Когда Шпенглер написал в 1922 году: «Христианство Достоевского принадлежит будущему тысячелетию»,  он ведь хотел сказать примерно следующее: если человечеству удастся войти в мир художественных образов Достоевского, если человечество сумеет зарядиться идеями Достоевского — этого заряда хватит двухтысячелетнему христианскому человечеству еще на тысячу лет!

Гитлер хотел уничтожить Россию и русскую культуру, но был уничтожен сам; в последнем интервью, данном швейцарскому журналисту за несколько дней до гибели, сей безумный вождь, как известно, произнес: «Будущее принадлежит более сильному Восточному народу».

Техника у немцев была лучше. Улицы городов чище. Дороги ровнее. Сортиры комфортабельнее. Но войну выиграли русские, потому что духом они оказались сильнее. Гитлер это оценил!

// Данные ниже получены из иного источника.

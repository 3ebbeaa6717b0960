//! OCR provider seam.
//!
//! Export only needs "recognized text for this crop". Providers report a
//! missing engine (`Unavailable`) separately from a failed recognition so the
//! export pipeline can pick the right placeholder text.

#[cfg(feature = "tesseract")]
mod tesseract;

use thiserror::Error;

use crate::decode::Raster;

#[cfg(feature = "tesseract")]
pub use self::tesseract::TesseractOcr;

/// Errors reported by an OCR provider.
#[derive(Debug, Error)]
pub enum OcrError {
    /// The OCR engine is not installed.
    #[error("OCR engine unavailable: {0}")]
    Unavailable(String),

    /// The engine ran but recognition failed.
    #[error("OCR failed: {0}")]
    Recognition(String),
}

/// Recognizes text in a raster.
pub trait OcrProvider {
    /// Name used in log messages.
    fn name(&self) -> &str;

    /// Recognize text using a tesseract-style language string such as `deu+eng`.
    fn recognize(&self, raster: &Raster, languages: &str) -> Result<String, OcrError>;
}

/// Probe for the default OCR engine, if one is compiled in and installed.
pub fn detect() -> Option<Box<dyn OcrProvider>> {
    #[cfg(feature = "tesseract")]
    {
        match TesseractOcr::detect() {
            Ok(provider) => return Some(Box::new(provider)),
            Err(e) => log::warn!("OCR disabled: {}", e),
        }
    }
    #[cfg(not(feature = "tesseract"))]
    log::warn!("OCR disabled: built without the `tesseract` feature");
    None
}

Сегодня многие из нас устали быть сильными. Многие русские сегодня тешат себя иллюзией: станем слабыми, и мир примет нас за своих... Не примет. Свободный мир смертельно ненавидит нас, потому что многое множество раз пускался во все тяжкие, пытаясь уничтожить Россию, — и получал каждый раз по первое число; он смертельно нас боится, потому что помнит слишком хорошо ту силу, которую наши предки в минуту испытаний проявляли.

Если мы действительно станем слабыми, западный мир в ту же минуту с огромным наслаждением уничтожит нас. И не останется от нас в свободном мире ничего. Ни доброй памяти, ни отеческих гробов, ни родного пепелища. Пепелище будет (в глазах победившего нас свободного мира) — чужое. Поганое пепелище останется от нас, если мы позволим себе стать слабыми. А если и поднимется с поганого пепелища оскорбленный Бог, если разнесет в пыль ликующих наших победителей, — мы этого уже не увидим.

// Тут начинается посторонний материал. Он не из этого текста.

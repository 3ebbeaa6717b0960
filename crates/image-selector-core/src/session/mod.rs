//! Session store: the documents open in one run and which one is active.
//!
//! Documents are keyed by their path resolved against the working directory
//! and kept in insertion order, which is also the export order. There is no
//! removal; documents live as long as the session.

mod document;
mod recorder;

use std::path::Path;

pub use document::{Document, Region, RegionMode};
pub use recorder::record;

use crate::config::Config;
use crate::export::ExportManifest;
use crate::loader::{DocumentLoader, LoaderKind};
use crate::pdf::PdfProvider;
use crate::transform::{DisplayRect, Rotation, Viewport};
use crate::{Result, SelectorError};

/// Explicitly constructed session state, owned by the caller.
pub struct Session {
    config: Config,
    loader: DocumentLoader,
    documents: Vec<Document>,
    active: Option<usize>,
}

impl Session {
    /// Empty session. `pdf` is the PDF provider detected at startup, if any.
    pub fn new(config: Config, pdf: Option<Box<dyn PdfProvider>>) -> Self {
        let loader = DocumentLoader::new(&config, pdf);
        Self {
            config,
            loader,
            documents: Vec::new(),
            active: None,
        }
    }

    pub fn config(&self) -> &Config {
        &self.config
    }

    pub fn loader(&self) -> &DocumentLoader {
        &self.loader
    }

    /// Documents in insertion order.
    pub fn documents(&self) -> &[Document] {
        &self.documents
    }

    pub fn is_empty(&self) -> bool {
        self.documents.is_empty()
    }

    pub fn active(&self) -> Option<&Document> {
        self.active.map(|i| &self.documents[i])
    }

    pub fn active_index(&self) -> Option<usize> {
        self.active
    }

    /// Total number of recorded regions across all documents.
    pub fn region_count(&self) -> usize {
        self.documents.iter().map(|d| d.regions().len()).sum()
    }

    /// True if any document has regions that were not exported yet.
    pub fn is_dirty(&self) -> bool {
        self.documents.iter().any(Document::is_dirty)
    }

    /// Record the regions `manifest` reports as written.
    ///
    /// Failed regions stay unexported.
    pub fn mark_exported(&mut self, manifest: &ExportManifest) {
        for exported in &manifest.exported {
            if let Some(document) = self
                .documents
                .iter_mut()
                .find(|d| d.source_path() == exported.document)
            {
                document.mark_exported(exported.index);
            }
        }
    }

    /// Index of the document keyed by `path`, if loaded.
    pub fn find(&self, path: impl AsRef<Path>) -> Option<usize> {
        let key = self.config.resolve(path.as_ref());
        self.documents.iter().position(|d| d.source_path() == key)
    }

    /// Load `path` unless already present, and make it the active document.
    ///
    /// Adding a path that is already loaded only switches to it.
    ///
    /// # Errors
    ///
    /// Any loader error; the session is left unchanged.
    pub fn add_document(&mut self, path: impl AsRef<Path>) -> Result<&Document> {
        let key = self.config.resolve(path.as_ref());
        let index = match self.documents.iter().position(|d| d.source_path() == key) {
            Some(index) => {
                log::debug!("{} already open, switching", key.display());
                index
            }
            None => {
                let loaded = self.loader.load(&key)?;
                self.documents.push(Document::new(key, loaded));
                self.documents.len() - 1
            }
        };
        self.active = Some(index);
        Ok(&self.documents[index])
    }

    /// Make the already loaded document at `path` active.
    ///
    /// # Errors
    ///
    /// Returns `SelectorError::UnknownDocument` if `path` is not loaded.
    pub fn switch_active(&mut self, path: impl AsRef<Path>) -> Result<&Document> {
        let index = self
            .find(path.as_ref())
            .ok_or_else(|| SelectorError::UnknownDocument(self.config.resolve(path.as_ref())))?;
        self.active = Some(index);
        Ok(&self.documents[index])
    }

    /// Status line for the document at `index`: `▶ name [n Bereiche]` when
    /// active, two spaces instead of the marker otherwise.
    pub fn status_label(&self, index: usize) -> Option<String> {
        let document = self.documents.get(index)?;
        let marker = if self.active == Some(index) {
            "▶"
        } else {
            " "
        };
        let kind = match document.kind() {
            LoaderKind::Pdf => " (PDF)",
            LoaderKind::Raster => "",
        };
        Some(format!(
            "{} {}{} [{} Bereiche]",
            marker,
            document.display_name(),
            kind,
            document.regions().len()
        ))
    }

    /// Status lines for all documents in order.
    pub fn status_list(&self) -> Vec<String> {
        (0..self.documents.len())
            .filter_map(|i| self.status_label(i))
            .collect()
    }

    /// Rotate the document at `path` by `delta` degrees clockwise.
    ///
    /// Recorded regions are untouched.
    ///
    /// # Errors
    ///
    /// `UnknownDocument` or `InvalidRotation`.
    pub fn rotate(&mut self, path: impl AsRef<Path>, delta: i32) -> Result<Rotation> {
        let index = self
            .find(path.as_ref())
            .ok_or_else(|| SelectorError::UnknownDocument(self.config.resolve(path.as_ref())))?;
        self.rotate_at(index, delta)
    }

    /// Rotate the active document by `delta` degrees clockwise.
    pub fn rotate_active(&mut self, delta: i32) -> Result<Rotation> {
        let index = self.active.ok_or(SelectorError::NoActiveDocument)?;
        self.rotate_at(index, delta)
    }

    fn rotate_at(&mut self, index: usize, delta: i32) -> Result<Rotation> {
        let document = &mut self.documents[index];
        let rotation = document.rotate_by(delta)?;
        log::info!(
            "Rotated {} to {} degrees",
            document.display_name(),
            rotation.degrees()
        );
        Ok(rotation)
    }

    /// Set the active document's viewport as reported by the UI.
    pub fn set_viewport(&mut self, viewport: Viewport) -> Result<()> {
        viewport.validate()?;
        self.active_mut()?.set_viewport(viewport);
        Ok(())
    }

    /// Fit the active document into a canvas of the given size.
    pub fn fit_active(&mut self, canvas_width: u32, canvas_height: u32) -> Result<Viewport> {
        let max_scale = self.config.max_display_scale;
        self.active_mut()?
            .fit_to_canvas(canvas_width, canvas_height, max_scale)
    }

    /// Record a drawn rectangle on the active document.
    ///
    /// # Errors
    ///
    /// `NoActiveDocument` on an empty session, `InvalidRegion` when the
    /// rectangle collapses.
    pub fn record_region(
        &mut self,
        display_rect: DisplayRect,
        mode: RegionMode,
    ) -> Result<Region> {
        record(self.active_mut()?, display_rect, mode)
    }

    fn active_mut(&mut self) -> Result<&mut Document> {
        let index = self.active.ok_or(SelectorError::NoActiveDocument)?;
        Ok(&mut self.documents[index])
    }

    #[cfg(test)]
    pub(crate) fn documents_mut(&mut self) -> &mut [Document] {
        &mut self.documents
    }
}


// ============================================================================
// Property-Based Tests
// ============================================================================

#[cfg(test)]
mod proptests {
    use std::path::PathBuf;

    use proptest::prelude::*;

    use super::*;
    use crate::decode::Raster;
    use crate::loader::{LoadedRaster, LoaderKind};

    fn session_with(width: u32, height: u32) -> Session {
        let mut session = Session::new(Config::new("/work"), None);
        let loaded = LoadedRaster {
            kind: LoaderKind::Raster,
            raster: Raster::new(width, height, vec![0; (width * height * 3) as usize]),
            cache_path: None,
        };
        session
            .documents
            .push(Document::new(PathBuf::from("/work/doc.png"), loaded));
        session.active = Some(0);
        session
    }

    fn delta_strategy() -> impl Strategy<Value = i32> {
        prop_oneof![Just(90), Just(-90), Just(180), Just(270), Just(-180)]
    }

    fn rect_strategy() -> impl Strategy<Value = DisplayRect> {
        (0.0f64..60.0, 0.0f64..60.0, 1.0f64..60.0, 1.0f64..60.0)
            .prop_map(|(x, y, w, h)| DisplayRect::new(x, y, x + w, y + h))
    }

    proptest! {
        /// Rotating any number of times never changes recorded regions.
        #[test]
        fn prop_rotation_does_not_mutate_history(
            steps in prop::collection::vec((delta_strategy(), rect_strategy()), 1..12),
            trailing in prop::collection::vec(delta_strategy(), 0..8),
        ) {
            let mut session = session_with(64, 48);
            let mut expected = Vec::new();

            for (delta, rect) in steps {
                session.rotate_active(delta).unwrap();
                if let Ok(region) = session.record_region(rect, RegionMode::Photo) {
                    expected.push(region);
                }
            }

            for delta in trailing {
                session.rotate_active(delta).unwrap();
            }
            // Back to 0 degrees
            let back = -(session.active().unwrap().rotation().degrees() as i32);
            session.rotate_active(back).unwrap();

            let doc = session.active().unwrap();
            prop_assert_eq!(doc.rotation(), Rotation::Deg0);
            prop_assert_eq!(doc.regions(), expected.as_slice());
        }

        /// Recorded regions always lie inside the raster with positive area.
        #[test]
        fn prop_recorded_regions_fit_raster(
            delta in delta_strategy(),
            rect in rect_strategy(),
        ) {
            let mut session = session_with(50, 30);
            session.rotate_active(delta).unwrap();
            match session.record_region(rect, RegionMode::Text) {
                Ok(region) => prop_assert!(region.rect.fits_within(50, 30)),
                Err(e) => {
                    prop_assert!(matches!(e, SelectorError::InvalidRegion(_)));
                    prop_assert_eq!(session.region_count(), 0);
                }
            }
        }
    }
}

«Что же, — проблеет в ответ мой сегодняшний оппонент, — это все хорошо: русская культура — лучшая культура в мире, Россия — родина слонов и прочее... Возможно, я слабый человек, но я человек — я жить хочу! Мне нравятся английские фильмы по романам Джейн Остен, мне не нравится сериал “Мент Убойный”. Ваши Гоголь и Пушкин мне еще в седьмом классе надоели! Достоевского “Преступление и наказание” я пробовал в девятом классе читать — не пошло...»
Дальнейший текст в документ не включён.